George Bird Grinnell, naturalist, conservationist and Indian rights activist, was born into a prominent family in Brooklyn, New York. He attended Yale University, receiving his B.A. in 1870 and a Ph.D. in paleontology in 1880. While at Yale, Grinnell participated in a paleontological expedition to the central Plains, Wyoming and Utah. In 1874 he served as naturalist and paleontologist in Lt. Colonel George Armstrong Custer's Black Hills expedition and, in 1875, was a member of William Ludlow's expedition surveying the Yellowstone. In 1899 Grinnell was a naturalist on Edward H. Harriman Expedition to Alaska. Grinnell's lifelong interest in the west was well established long before he left Yale. In 1876, four years before he earned his Ph.D., Grinnell became the editor-in-chief and soon-to-be owner of Forest and Stream magazine. Under his leadership, it became the country's foremost natural history magazine. Grinnell was the magazine's editor from 1876 until 1911, and he used its pages to help promote the creation of national parks. Grinnell played a pivotal role in the creation of Glacier National Park in 1910.
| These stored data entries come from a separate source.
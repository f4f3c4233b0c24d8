//! The controller loop. Polls the case store and moves every case one step
//! toward settlement per cycle.
//!
//! Stage dispatch:
//! - `Draft` / `Waiting` / `Done`: nothing to do here.
//! - `InProgress`: keep the approval challenge fresh and watch for quorum;
//!   once the ledger validates it, the case advances to `Executing`.
//! - `Executing`: run distribution passes; a completed distribution closes
//!   the case.

use std::time::Duration;

use anyhow::{Context, Result};

use keirloom_core::SeedVault;
use keirloom_exec::model::DistributionStatus;
use keirloom_exec::quorum::ApprovalState;
use keirloom_exec::records::CaseStage;
use keirloom_exec::{codes, CaseRepo, DistributionOrchestrator, ExecConfig, QuorumOrchestrator};
use keirloom_gateway::{JsonRpcGateway, LedgerGateway};
use keirloom_store::{CaseLease, CaseStore, SqliteStore};

use crate::config::ServerConfig;

/// Run the daemon loop. Blocks forever (until shutdown signal).
pub async fn run(config: ServerConfig) -> Result<()> {
    log::info!("Keirloom server starting…");
    log::info!("  Ledger RPC:  {}", config.ledger.rpc_url);
    log::info!("  Data dir:    {}", config.server.data_dir.display());
    log::info!("  Interval:    {} seconds", config.server.poll_interval_secs);
    log::info!("  Signer:      {}", config.signer.address);
    log::info!("  Verify addr: {}", config.ledger.verify_address);

    std::fs::create_dir_all(&config.server.data_dir).with_context(|| {
        format!(
            "Failed to create data dir: {}",
            config.server.data_dir.display()
        )
    })?;

    let interval = Duration::from_secs(config.server.poll_interval_secs);

    // Run the first cycle immediately, then loop
    let mut first = true;
    loop {
        if !first {
            tokio::time::sleep(interval).await;
        }
        first = false;

        match run_cycle(&config) {
            Ok(()) => log::debug!("Poll cycle completed."),
            Err(e) => log::error!("Poll cycle failed: {:#}", e),
        }
    }
}

/// Execute a single poll cycle: open the store, connect the gateway, and
/// drive every known case.
pub fn run_cycle(config: &ServerConfig) -> Result<()> {
    let db_path = config.db_path();
    let store = SqliteStore::open(&db_path)
        .with_context(|| format!("Failed to open case store at {}", db_path.display()))?;
    let ledger = JsonRpcGateway::new(
        &config.ledger.rpc_url,
        Duration::from_secs(config.ledger.timeout_secs),
    )
    .context("Failed to create ledger gateway")?;
    let vault = SeedVault::new(&config.vault.master_key);
    let exec_config = config.exec_config();

    let case_ids = store.list_case_ids().context("Failed to list cases")?;
    log::info!("Driving {} case(s)", case_ids.len());

    for case_id in &case_ids {
        if let Err(e) = drive_case(&store, &ledger, &vault, &exec_config, case_id) {
            if e.code == codes::CASE_BUSY {
                log::debug!("[{}] held elsewhere, skipping this cycle", case_id);
            } else if e.is_retryable() {
                log::warn!("[{}] {}", case_id, e);
            } else {
                log::error!("[{}] {}", case_id, e);
            }
        }
    }

    Ok(())
}

/// Advance one case by one step. The orchestrator calls take the case lease
/// themselves, so this only leases around the bare stage flips.
fn drive_case(
    store: &dyn CaseStore,
    ledger: &dyn LedgerGateway,
    vault: &SeedVault,
    config: &ExecConfig,
    case_id: &str,
) -> keirloom_exec::Result<()> {
    let repo = CaseRepo::new(store);
    let case = repo.case(case_id)?;

    match case.stage {
        CaseStage::Draft | CaseStage::Waiting | CaseStage::Done => Ok(()),
        CaseStage::InProgress => {
            let quorum = QuorumOrchestrator::new(store, ledger, vault, config);
            match quorum.approval_status(case_id)? {
                ApprovalState::Validated => {
                    advance_stage(store, config, case_id, CaseStage::Executing)?;
                    log::info!("[{}] approval validated, distribution begins", case_id);
                    Ok(())
                }
                ApprovalState::Expired => {
                    let snapshot = quorum.prepare(case_id, true)?;
                    log::warn!(
                        "[{}] approval expired, reissued (valid through ledger {})",
                        case_id,
                        snapshot.approval.last_ledger_sequence
                    );
                    Ok(())
                }
                ApprovalState::Pending => {
                    let snapshot = quorum.prepare(case_id, false)?;
                    log::info!(
                        "[{}] approval pending, {}/{} heir signatures",
                        case_id,
                        snapshot.signatures_count,
                        snapshot.required_count
                    );
                    Ok(())
                }
            }
        }
        CaseStage::Executing => {
            let distribution = DistributionOrchestrator::new(store, ledger, vault, config);
            let state = distribution.execute(case_id)?;
            match state.status {
                DistributionStatus::Completed => {
                    advance_stage(store, config, case_id, CaseStage::Done)?;
                    log::info!(
                        "[{}] distribution completed ({} transfers), case closed",
                        case_id,
                        state.success_count
                    );
                }
                DistributionStatus::Partial | DistributionStatus::Failed => {
                    // stays Executing so newly added plans get picked up
                    log::warn!(
                        "[{}] distribution settled with {} item(s) needing escalation",
                        case_id,
                        state.escalation_count
                    );
                }
                DistributionStatus::Running => {
                    log::info!(
                        "[{}] distribution running, {}/{} transfers verified",
                        case_id,
                        state.success_count,
                        state.total_count
                    );
                }
                DistributionStatus::Pending => {}
            }
            Ok(())
        }
    }
}

/// Flip the case stage under the lease.
fn advance_stage(
    store: &dyn CaseStore,
    config: &ExecConfig,
    case_id: &str,
    stage: CaseStage,
) -> keirloom_exec::Result<()> {
    let _lease = CaseLease::acquire_with_ttl(store, case_id, config.lease_ttl_secs)?;
    let repo = CaseRepo::new(store);
    let mut case = repo.case(case_id)?;
    case.stage = stage;
    repo.put_case(&case)?;
    Ok(())
}

#[cfg(test)]
mod tests {
    use super::*;
    use keirloom_exec::model::LockMethod;
    use keirloom_exec::test_utils::{sign_share, test_keypair, TestWorld};

    /// Case locked and attested, ready for the controller to drive.
    fn attested_world() -> TestWorld {
        let world = TestWorld::new();
        world.seed_case("case-1", "owner", &["heir-1", "heir-2"]);
        world.add_verified_heir("case-1", "heir-1", 0x11);
        world.add_verified_heir("case-1", "heir-2", 0x12);
        world.add_asset("case-1", "asset-1", 50_000_000, 10_000_000, 0x21);
        world.add_percent_plan("case-1", "plan-1", "asset-1", &[("heir-1", 60), ("heir-2", 40)]);

        let lock = world.lock();
        lock.start("case-1", LockMethod::RegularKey).unwrap();
        world.delegate_regular_keys("case-1");
        lock.verify_regular_key("case-1").unwrap();
        lock.execute("case-1").unwrap();
        lock.complete("case-1").unwrap();
        world.set_stage("case-1", CaseStage::InProgress);
        world
    }

    fn drive(world: &TestWorld) -> keirloom_exec::Result<()> {
        drive_case(
            &world.store,
            &world.ledger,
            &world.vault,
            &world.config,
            "case-1",
        )
    }

    #[test]
    fn test_drive_ignores_dormant_stages() {
        let world = attested_world();
        for stage in [CaseStage::Draft, CaseStage::Waiting, CaseStage::Done] {
            world.set_stage("case-1", stage);
            drive(&world).unwrap();
            assert!(world.repo().approval_tx("case-1").unwrap().is_none());
        }
    }

    #[test]
    fn test_drive_walks_case_to_completion() {
        let world = attested_world();

        // cycle 1: issues the signer list and the approval challenge
        drive(&world).unwrap();
        let approval = world.repo().approval_tx("case-1").unwrap().unwrap();
        assert_eq!(
            world.repo().case("case-1").unwrap().stage,
            CaseStage::InProgress
        );

        // heirs co-sign out of band; the second share reaches quorum
        let quorum = world.quorum();
        quorum
            .sign(
                "case-1",
                "heir-1",
                &sign_share(&approval.tx_json, &test_keypair(0x11)),
            )
            .unwrap();
        quorum
            .sign(
                "case-1",
                "heir-2",
                &sign_share(&approval.tx_json, &test_keypair(0x12)),
            )
            .unwrap();

        // cycle 2: the validated approval moves the case to Executing
        drive(&world).unwrap();
        assert_eq!(
            world.repo().case("case-1").unwrap().stage,
            CaseStage::Executing
        );

        // cycle 3: distribution pays out and closes the case
        drive(&world).unwrap();
        assert_eq!(world.repo().case("case-1").unwrap().stage, CaseStage::Done);
        let state = world
            .repo()
            .distribution_state("case-1")
            .unwrap()
            .unwrap();
        assert_eq!(state.status, DistributionStatus::Completed);
        assert_eq!(state.success_count, state.total_count);

        // further cycles are no-ops
        let submissions = world.ledger.submission_count();
        drive(&world).unwrap();
        assert_eq!(world.ledger.submission_count(), submissions);
    }

    #[test]
    fn test_drive_reissues_expired_challenge() {
        let world = attested_world();
        drive(&world).unwrap();
        let first = world.repo().approval_tx("case-1").unwrap().unwrap();

        // nobody signed before the challenge ran out
        world.ledger.advance_ledger(19);
        drive(&world).unwrap();

        let second = world.repo().approval_tx("case-1").unwrap().unwrap();
        assert_ne!(first.memo, second.memo);
        assert_eq!(
            world.repo().case("case-1").unwrap().stage,
            CaseStage::InProgress
        );
    }

    #[test]
    fn test_drive_skips_leased_case() {
        let world = attested_world();
        let _lease = CaseLease::acquire(&world.store, "case-1").unwrap();

        let err = drive(&world).unwrap_err();
        assert_eq!(err.code, codes::CASE_BUSY);
        assert!(err.is_retryable());
    }
}
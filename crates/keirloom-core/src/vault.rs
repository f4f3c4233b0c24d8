//! Seed vault
//!
//! Custodial family seeds are sealed at rest with Argon2id + AES-256-GCM
//! under the vault master secret. Opening a sealed seed yields a scoped
//! guard backed by page-locked memory; the plaintext never outlives the
//! guard.
//!
//! # Security Notes
//!
//! - Argon2id is memory-hard (resistant to GPU/ASIC attacks)
//! - AES-256-GCM provides authenticated encryption
//! - Each sealing uses a fresh random salt and nonce
//! - The master secret is never stored

use aes_gcm::{
    aead::{Aead, AeadCore, KeyInit, OsRng},
    Aes256Gcm, Key, Nonce,
};
use argon2::{Algorithm, Argon2, Params, Version};
use rand::RngCore;
use thiserror::Error;
use zeroize::{Zeroize, Zeroizing};

use crate::memory::SecretBuf;
use crate::wallet::{FamilySeed, Keypair, WalletError};

/// Argon2id parameters (OWASP recommendations for 2024+)
/// - m_cost: 64 MiB memory
/// - t_cost: 3 iterations
/// - p_cost: 4 parallel threads
const ARGON2_M_COST: u32 = 65536;
const ARGON2_T_COST: u32 = 3;
const ARGON2_P_COST: u32 = 4;
const ARGON2_OUTPUT_LEN: usize = 32;

/// Salt length for Argon2id
const SALT_LEN: usize = 16;

/// Nonce length for AES-256-GCM
const NONCE_LEN: usize = 12;

/// Plaintext length: the 16-byte seed entropy
const SEED_PLAINTEXT_LEN: usize = 16;

#[derive(Error, Debug)]
pub enum VaultError {
    #[error("Sealing failed: {0}")]
    SealFailed(String),
    #[error("Opening failed: wrong master secret or corrupted data")]
    OpenFailed,
    #[error("Key derivation failed: {0}")]
    KeyDerivationFailed(String),
    #[error("Invalid sealed seed format")]
    InvalidFormat,
}

/// Sealed seed layout:
/// `[salt (16 bytes)][nonce (12 bytes)][ciphertext (16 + 16 bytes)]`
/// Total: 60 bytes, stored as 120 hex characters.
pub struct SealedSeed {
    /// Salt used for Argon2id key derivation
    salt: [u8; SALT_LEN],
    /// Nonce used for AES-256-GCM
    nonce: [u8; NONCE_LEN],
    /// Encrypted entropy + authentication tag
    ciphertext: Vec<u8>,
}

impl SealedSeed {
    /// Serialize to bytes: salt || nonce || ciphertext
    pub fn to_bytes(&self) -> Vec<u8> {
        let mut bytes = Vec::with_capacity(SALT_LEN + NONCE_LEN + self.ciphertext.len());
        bytes.extend_from_slice(&self.salt);
        bytes.extend_from_slice(&self.nonce);
        bytes.extend_from_slice(&self.ciphertext);
        bytes
    }

    pub fn from_bytes(bytes: &[u8]) -> Result<Self, VaultError> {
        // Minimum: salt + nonce + at least 1 ciphertext byte + 16 byte tag
        if bytes.len() < SALT_LEN + NONCE_LEN + 17 {
            return Err(VaultError::InvalidFormat);
        }

        let mut salt = [0u8; SALT_LEN];
        let mut nonce = [0u8; NONCE_LEN];
        salt.copy_from_slice(&bytes[0..SALT_LEN]);
        nonce.copy_from_slice(&bytes[SALT_LEN..SALT_LEN + NONCE_LEN]);
        let ciphertext = bytes[SALT_LEN + NONCE_LEN..].to_vec();

        Ok(Self {
            salt,
            nonce,
            ciphertext,
        })
    }

    /// Hex form used when the sealed seed is embedded in a stored document.
    pub fn to_hex(&self) -> String {
        hex::encode(self.to_bytes())
    }

    pub fn from_hex(s: &str) -> Result<Self, VaultError> {
        let bytes = hex::decode(s).map_err(|_| VaultError::InvalidFormat)?;
        Self::from_bytes(&bytes)
    }
}

/// Seals and opens family seeds under one master secret.
pub struct SeedVault {
    master: Zeroizing<String>,
}

impl SeedVault {
    pub fn new(master_secret: &str) -> Self {
        Self {
            master: Zeroizing::new(master_secret.to_owned()),
        }
    }

    /// Seal a family seed for storage.
    ///
    /// Each call generates a new random salt and nonce, so sealing the same
    /// seed twice yields different ciphertexts.
    pub fn seal(&self, seed: &FamilySeed) -> Result<SealedSeed, VaultError> {
        let mut salt = [0u8; SALT_LEN];
        OsRng.fill_bytes(&mut salt);

        let nonce_arr = Aes256Gcm::generate_nonce(&mut OsRng);
        let mut nonce = [0u8; NONCE_LEN];
        nonce.copy_from_slice(&nonce_arr);

        let mut key = derive_key(&self.master, &salt)?;
        let cipher = Aes256Gcm::new(Key::<Aes256Gcm>::from_slice(&key));
        let ciphertext = cipher
            .encrypt(Nonce::from_slice(&nonce), seed.entropy().as_slice())
            .map_err(|e| VaultError::SealFailed(e.to_string()));
        key.zeroize();

        Ok(SealedSeed {
            salt,
            nonce,
            ciphertext: ciphertext?,
        })
    }

    /// Open a sealed seed into a page-locked guard.
    ///
    /// # Errors
    /// Fails if the master secret is wrong or the ciphertext was tampered
    /// with.
    pub fn open(&self, sealed: &SealedSeed) -> Result<SeedGuard, VaultError> {
        let mut key = derive_key(&self.master, &sealed.salt)?;
        let cipher = Aes256Gcm::new(Key::<Aes256Gcm>::from_slice(&key));
        let plaintext = cipher
            .decrypt(Nonce::from_slice(&sealed.nonce), sealed.ciphertext.as_slice())
            .map_err(|_| VaultError::OpenFailed);
        key.zeroize();
        let mut plaintext = plaintext?;

        if plaintext.len() != SEED_PLAINTEXT_LEN {
            plaintext.zeroize();
            return Err(VaultError::OpenFailed);
        }

        let mut buf = SecretBuf::new(SEED_PLAINTEXT_LEN);
        buf.as_mut_slice().copy_from_slice(&plaintext);
        plaintext.zeroize();

        Ok(SeedGuard { buf })
    }
}

/// Scoped access to a decrypted seed.
///
/// The plaintext lives in an mlocked buffer that is zeroized when the guard
/// drops. Derive keys inside the scope instead of copying the entropy out.
pub struct SeedGuard {
    buf: SecretBuf,
}

impl SeedGuard {
    /// Derive the account keypair for the held seed.
    pub fn keypair(&self) -> Result<Keypair, WalletError> {
        let mut entropy = [0u8; SEED_PLAINTEXT_LEN];
        entropy.copy_from_slice(self.buf.as_slice());
        let seed = FamilySeed::from_entropy(entropy);
        Keypair::derive(&seed)
    }
}

/// Derive an AES key from the master secret using Argon2id.
fn derive_key(
    master: &str,
    salt: &[u8; SALT_LEN],
) -> Result<[u8; ARGON2_OUTPUT_LEN], VaultError> {
    let params = Params::new(
        ARGON2_M_COST,
        ARGON2_T_COST,
        ARGON2_P_COST,
        Some(ARGON2_OUTPUT_LEN),
    )
    .map_err(|e| VaultError::KeyDerivationFailed(e.to_string()))?;

    let argon2 = Argon2::new(Algorithm::Argon2id, Version::V0x13, params);

    let mut key = [0u8; ARGON2_OUTPUT_LEN];
    argon2
        .hash_password_into(master.as_bytes(), salt, &mut key)
        .map_err(|e| VaultError::KeyDerivationFailed(e.to_string()))?;

    Ok(key)
}

#[cfg(test)]
mod tests {
    use super::*;

    #[test]
    fn test_seal_open_round_trip() {
        let vault = SeedVault::new("correct horse battery staple");
        let seed = FamilySeed::generate();
        let expected = Keypair::derive(&seed).unwrap().address();

        let sealed = vault.seal(&seed).unwrap();
        let guard = vault.open(&sealed).unwrap();

        assert_eq!(guard.keypair().unwrap().address(), expected);
    }

    #[test]
    fn test_wrong_master_secret_fails() {
        let vault = SeedVault::new("master secret");
        let other = SeedVault::new("another secret");
        let seed = FamilySeed::generate();

        let sealed = vault.seal(&seed).unwrap();
        assert!(matches!(other.open(&sealed), Err(VaultError::OpenFailed)));
    }

    #[test]
    fn test_distinct_ciphertexts_per_sealing() {
        let vault = SeedVault::new("same secret");
        let seed = FamilySeed::generate();

        let a = vault.seal(&seed).unwrap();
        let b = vault.seal(&seed).unwrap();

        // Fresh salt and nonce every time
        assert_ne!(a.to_bytes(), b.to_bytes());

        let addr_a = vault.open(&a).unwrap().keypair().unwrap().address();
        let addr_b = vault.open(&b).unwrap().keypair().unwrap().address();
        assert_eq!(addr_a, addr_b);
    }

    #[test]
    fn test_hex_round_trip() {
        let vault = SeedVault::new("secret");
        let seed = FamilySeed::generate();

        let sealed = vault.seal(&seed).unwrap();
        let restored = SealedSeed::from_hex(&sealed.to_hex()).unwrap();

        assert_eq!(sealed.to_bytes(), restored.to_bytes());
        assert!(vault.open(&restored).is_ok());
    }

    #[test]
    fn test_tampered_ciphertext_fails() {
        let vault = SeedVault::new("secret");
        let seed = FamilySeed::generate();

        let sealed = vault.seal(&seed).unwrap();
        let mut bytes = sealed.to_bytes();
        let last = bytes.len() - 1;
        bytes[last] ^= 0xFF;

        let tampered = SealedSeed::from_bytes(&bytes).unwrap();
        assert!(matches!(vault.open(&tampered), Err(VaultError::OpenFailed)));
    }

    #[test]
    fn test_from_bytes_rejects_short_input() {
        assert!(matches!(
            SealedSeed::from_bytes(&[0u8; 20]),
            Err(VaultError::InvalidFormat)
        ));
        assert!(matches!(
            SealedSeed::from_hex("deadbeef"),
            Err(VaultError::InvalidFormat)
        ));
        assert!(matches!(
            SealedSeed::from_hex("not hex at all"),
            Err(VaultError::InvalidFormat)
        ));
    }

    #[test]
    fn test_empty_master_secret_works() {
        // Discouraged, but must not panic
        let vault = SeedVault::new("");
        let seed = FamilySeed::generate();

        let sealed = vault.seal(&seed).unwrap();
        assert!(vault.open(&sealed).is_ok());
    }
}
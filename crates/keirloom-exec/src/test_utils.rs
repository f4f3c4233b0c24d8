//! Shared test utilities for pipeline tests.
//!
//! Provides deterministic keypairs and a [`TestWorld`] bundling an in-memory
//! store, a mock ledger, a vault and a config, with builders for the case,
//! heir, asset and plan records the orchestrators consume.

use keirloom_core::{FamilySeed, Keypair, SeedVault};
use keirloom_gateway::tx::UnsignedTx;
use keirloom_gateway::MockLedger;
use keirloom_store::MemoryStore;
use serde_json::Value;

use crate::distribute::DistributionOrchestrator;
use crate::lock::LockOrchestrator;
use crate::model::TokenId;
use crate::quorum::QuorumOrchestrator;
use crate::records::{
    AllocationKind, AssetRecord, CaseRecord, CaseStage, HeirRecord, PlanAllocation, PlanRecord,
    TokenBalance,
};
use crate::repo::CaseRepo;
use crate::ExecConfig;

/// Deterministic family seed from a tag byte.
///
/// The entropy is `[0x01, 0x00, ..., 0x00, tag]` (16 bytes); different tags
/// produce different keys.
pub fn test_seed(tag: u8) -> FamilySeed {
    let mut entropy = [0u8; 16];
    entropy[0] = 0x01;
    entropy[15] = tag;
    FamilySeed::from_entropy(entropy)
}

/// Deterministic keypair from a tag byte.
pub fn test_keypair(tag: u8) -> Keypair {
    Keypair::derive(&test_seed(tag)).unwrap()
}

/// Co-sign a stored approval transaction as one signer, returning the share
/// blob an heir would upload.
pub fn sign_share(tx_json: &Value, signer: &Keypair) -> String {
    UnsignedTx::from_json(tx_json)
        .unwrap()
        .sign_for(signer)
        .unwrap()
        .blob
}

/// A complete in-memory environment for driving the pipeline.
pub struct TestWorld {
    pub store: MemoryStore,
    pub ledger: MockLedger,
    pub vault: SeedVault,
    pub config: ExecConfig,
}

impl TestWorld {
    /// World with a configured system signer (tag `0xA1`), verification
    /// destination (tag `0xA2`) and a 9-ledger approval lifetime.
    pub fn new() -> Self {
        let system = test_keypair(0xA1);
        let config = ExecConfig {
            system_signer_address: Some(system.address().to_string()),
            system_signer_seed: Some(test_seed(0xA1).to_string()),
            verify_address: Some(test_keypair(0xA2).address().to_string()),
            approval_ttl_ledgers: 9,
            ..ExecConfig::default()
        };
        Self {
            store: MemoryStore::new(),
            ledger: MockLedger::new(),
            vault: SeedVault::new("test-master-secret"),
            config,
        }
    }

    pub fn repo(&self) -> CaseRepo<'_> {
        CaseRepo::new(&self.store)
    }

    pub fn lock(&self) -> LockOrchestrator<'_> {
        LockOrchestrator::new(&self.store, &self.ledger, &self.vault, &self.config)
    }

    pub fn quorum(&self) -> QuorumOrchestrator<'_> {
        QuorumOrchestrator::new(&self.store, &self.ledger, &self.vault, &self.config)
    }

    pub fn distribution(&self) -> DistributionOrchestrator<'_> {
        DistributionOrchestrator::new(&self.store, &self.ledger, &self.vault, &self.config)
    }

    /// Case with the given owner and heirs as members, stage Draft.
    pub fn seed_case(&self, case_id: &str, owner_uid: &str, heir_uids: &[&str]) {
        let mut member_uids = vec![owner_uid.to_string()];
        member_uids.extend(heir_uids.iter().map(|u| u.to_string()));
        self.repo()
            .put_case(&CaseRecord {
                case_id: case_id.to_string(),
                stage: CaseStage::Draft,
                asset_lock_status: None,
                owner_uid: owner_uid.to_string(),
                member_uids,
            })
            .unwrap();
    }

    pub fn set_stage(&self, case_id: &str, stage: CaseStage) {
        let repo = self.repo();
        let mut case = repo.case(case_id).unwrap();
        case.stage = stage;
        repo.put_case(&case).unwrap();
    }

    /// Heir with a verified wallet derived from `tag`; returns the keypair
    /// for co-signing.
    pub fn add_verified_heir(&self, case_id: &str, uid: &str, tag: u8) -> Keypair {
        let keypair = test_keypair(tag);
        self.repo()
            .put_heir(
                case_id,
                &HeirRecord {
                    uid: uid.to_string(),
                    display_name: uid.to_string(),
                    wallet_address: Some(keypair.address().to_string()),
                    wallet_verified: true,
                },
            )
            .unwrap();
        keypair
    }

    pub fn add_unverified_heir(&self, case_id: &str, uid: &str) {
        self.repo()
            .put_heir(
                case_id,
                &HeirRecord {
                    uid: uid.to_string(),
                    display_name: uid.to_string(),
                    wallet_address: None,
                    wallet_verified: false,
                },
            )
            .unwrap();
    }

    /// Source asset whose cached summary matches a funded mock account at an
    /// address derived from `tag`. Returns the address.
    pub fn add_asset(
        &self,
        case_id: &str,
        asset_id: &str,
        balance_drops: u64,
        reserve_drops: u64,
        tag: u8,
    ) -> String {
        let address = test_keypair(tag).address().to_string();
        self.ledger.add_account(&address, balance_drops);
        self.repo()
            .put_asset(
                case_id,
                &AssetRecord {
                    asset_id: asset_id.to_string(),
                    label: asset_id.to_string(),
                    address: address.clone(),
                    balance_drops,
                    tokens: Vec::new(),
                    reserve_drops,
                },
            )
            .unwrap();
        address
    }

    /// Add a cached token balance to an asset record and the matching trust
    /// line on the mock ledger.
    pub fn add_asset_token(
        &self,
        case_id: &str,
        asset_id: &str,
        currency: &str,
        issuer: &str,
        balance_micro: u64,
    ) {
        let repo = self.repo();
        let mut asset = repo
            .assets(case_id)
            .unwrap()
            .into_iter()
            .find(|a| a.asset_id == asset_id)
            .unwrap();
        self.ledger
            .add_trust_line(&asset.address, currency, issuer, balance_micro);
        asset.tokens.push(TokenBalance {
            token: TokenId {
                currency: currency.to_string(),
                issuer: issuer.to_string(),
            },
            balance_micro,
        });
        repo.put_asset(case_id, &asset).unwrap();
    }

    /// Active plan distributing the native balance of `asset_id` by percent.
    pub fn add_percent_plan(
        &self,
        case_id: &str,
        plan_id: &str,
        asset_id: &str,
        shares: &[(&str, u8)],
    ) {
        let allocations = shares
            .iter()
            .map(|(uid, percent)| PlanAllocation {
                heir_uid: uid.to_string(),
                kind: AllocationKind::Percent { percent: *percent },
                token: None,
            })
            .collect();
        self.repo()
            .put_plan(&PlanRecord {
                plan_id: plan_id.to_string(),
                case_id: case_id.to_string(),
                asset_id: asset_id.to_string(),
                active: true,
                heir_uids: shares.iter().map(|(uid, _)| uid.to_string()).collect(),
                allocations,
            })
            .unwrap();
    }

    /// Active plan leaving one NFT to one heir.
    pub fn add_nft_plan(
        &self,
        case_id: &str,
        plan_id: &str,
        asset_id: &str,
        heir_uid: &str,
        token_id: &str,
    ) {
        self.repo()
            .put_plan(&PlanRecord {
                plan_id: plan_id.to_string(),
                case_id: case_id.to_string(),
                asset_id: asset_id.to_string(),
                active: true,
                heir_uids: vec![heir_uid.to_string()],
                allocations: vec![PlanAllocation {
                    heir_uid: heir_uid.to_string(),
                    kind: AllocationKind::Nft {
                        token_id: token_id.to_string(),
                    },
                    token: None,
                }],
            })
            .unwrap();
    }

    /// Custodial address generated at lock start.
    pub fn custodial_address(&self, case_id: &str) -> String {
        self.repo()
            .lock_state(case_id)
            .unwrap()
            .unwrap()
            .wallet
            .unwrap()
            .address
    }

    /// Point every source account's regular key at the custodial address, as
    /// the owner would from their own wallet.
    pub fn delegate_regular_keys(&self, case_id: &str) {
        let custodial = self.custodial_address(case_id);
        let state = self.repo().lock_state(case_id).unwrap().unwrap();
        for status in &state.regular_key_statuses {
            self.ledger
                .set_regular_key_of(&status.address, Some(&custodial));
        }
    }
}

impl Default for TestWorld {
    fn default() -> Self {
        Self::new()
    }
}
Grinnell's interest in the west extended to its native inhabitants. He was deeply interested in Plains Indians and, year after year, spent his summers visiting different reservations. He had befriended Frank North and his Pawnee scouts, and accompanied them on buffalo and elk hunts. Grinnell witnessed the destruction of game animals, brought about by commercial hunters, and was cognizant of its impact on Plains Indians' way of life. Grinnell, a prolific writer, authored several books and many articles on Cheyenne, Blackfoot, and Pawnee Indians, the most well-know of which was the two volume work entitled "The Cheyenne Indians: Their History and Way of Life," first published in 1923. Until his death, he remained a staunch supporter of Cheyenne rights.
Grinnell was a founding member of both the Audubon Society and Boone and Crockett Club (with Theodore Roosevelt). He chaired the Council on National Parks, Forests and Wildlife, and was president of the National Parks Association. He was a trustee of the New York Zoological Society. Grinnell was also a prominent member of many other associations, such as the American Association of the Advancement of Science and New York Academy of Science. Grinnell was 89 years old when he died in New York City.